## [Activity]
In the material below, find the line that contains "pub const NAME: &str" and the line that contains "store's hot map.", then write out exactly those two lines and everything between them.

## [Input records]
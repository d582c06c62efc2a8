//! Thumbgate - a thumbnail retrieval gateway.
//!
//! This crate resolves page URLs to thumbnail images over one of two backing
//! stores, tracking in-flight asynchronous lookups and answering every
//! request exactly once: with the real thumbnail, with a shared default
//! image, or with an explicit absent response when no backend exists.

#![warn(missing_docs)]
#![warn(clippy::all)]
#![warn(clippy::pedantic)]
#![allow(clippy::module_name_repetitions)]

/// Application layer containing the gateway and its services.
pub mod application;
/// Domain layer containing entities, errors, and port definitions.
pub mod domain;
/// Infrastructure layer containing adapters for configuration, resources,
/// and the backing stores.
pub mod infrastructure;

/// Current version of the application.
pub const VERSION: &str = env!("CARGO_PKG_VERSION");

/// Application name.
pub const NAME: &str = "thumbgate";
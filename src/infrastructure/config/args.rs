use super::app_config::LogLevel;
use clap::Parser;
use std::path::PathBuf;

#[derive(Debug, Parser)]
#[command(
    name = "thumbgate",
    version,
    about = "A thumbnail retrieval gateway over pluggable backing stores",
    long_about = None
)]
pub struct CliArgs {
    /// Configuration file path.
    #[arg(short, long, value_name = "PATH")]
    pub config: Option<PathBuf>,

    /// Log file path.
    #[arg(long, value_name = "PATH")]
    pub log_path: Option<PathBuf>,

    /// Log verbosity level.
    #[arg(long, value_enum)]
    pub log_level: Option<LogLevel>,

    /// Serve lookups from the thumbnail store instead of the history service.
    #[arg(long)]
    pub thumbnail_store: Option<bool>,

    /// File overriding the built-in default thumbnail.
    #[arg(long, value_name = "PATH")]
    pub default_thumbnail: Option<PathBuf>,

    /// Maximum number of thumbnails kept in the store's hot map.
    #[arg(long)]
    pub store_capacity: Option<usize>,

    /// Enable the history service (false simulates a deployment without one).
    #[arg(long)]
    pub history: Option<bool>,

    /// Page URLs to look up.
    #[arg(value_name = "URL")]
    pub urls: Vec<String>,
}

...

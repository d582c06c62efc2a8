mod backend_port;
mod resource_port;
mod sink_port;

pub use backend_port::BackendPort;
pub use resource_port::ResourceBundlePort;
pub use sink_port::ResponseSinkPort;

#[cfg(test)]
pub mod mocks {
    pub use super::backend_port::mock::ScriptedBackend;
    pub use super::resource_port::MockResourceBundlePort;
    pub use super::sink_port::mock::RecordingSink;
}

## [Output for this exercise]
pub const NAME: &str = "thumbgate";
filename src/infrastructure/config/args.rs
use super::app_config::LogLevel;
use clap::Parser;
use std::path::PathBuf;

#[derive(Debug, Parser)]
#[command(
    name = "thumbgate",
    version,
    about = "A thumbnail retrieval gateway over pluggable backing stores",
    long_about = None
)]
pub struct CliArgs {
    /// Configuration file path.
    #[arg(short, long, value_name = "PATH")]
    pub config: Option<PathBuf>,

    /// Log file path.
    #[arg(long, value_name = "PATH")]
    pub log_path: Option<PathBuf>,

    /// Log verbosity level.
    #[arg(long, value_enum)]
    pub log_level: Option<LogLevel>,

    /// Serve lookups from the thumbnail store instead of the history service.
    #[arg(long)]
    pub thumbnail_store: Option<bool>,

    /// File overriding the built-in default thumbnail.
    #[arg(long, value_name = "PATH")]
    pub default_thumbnail: Option<PathBuf>,

    /// Maximum number of thumbnails kept in the store's hot map.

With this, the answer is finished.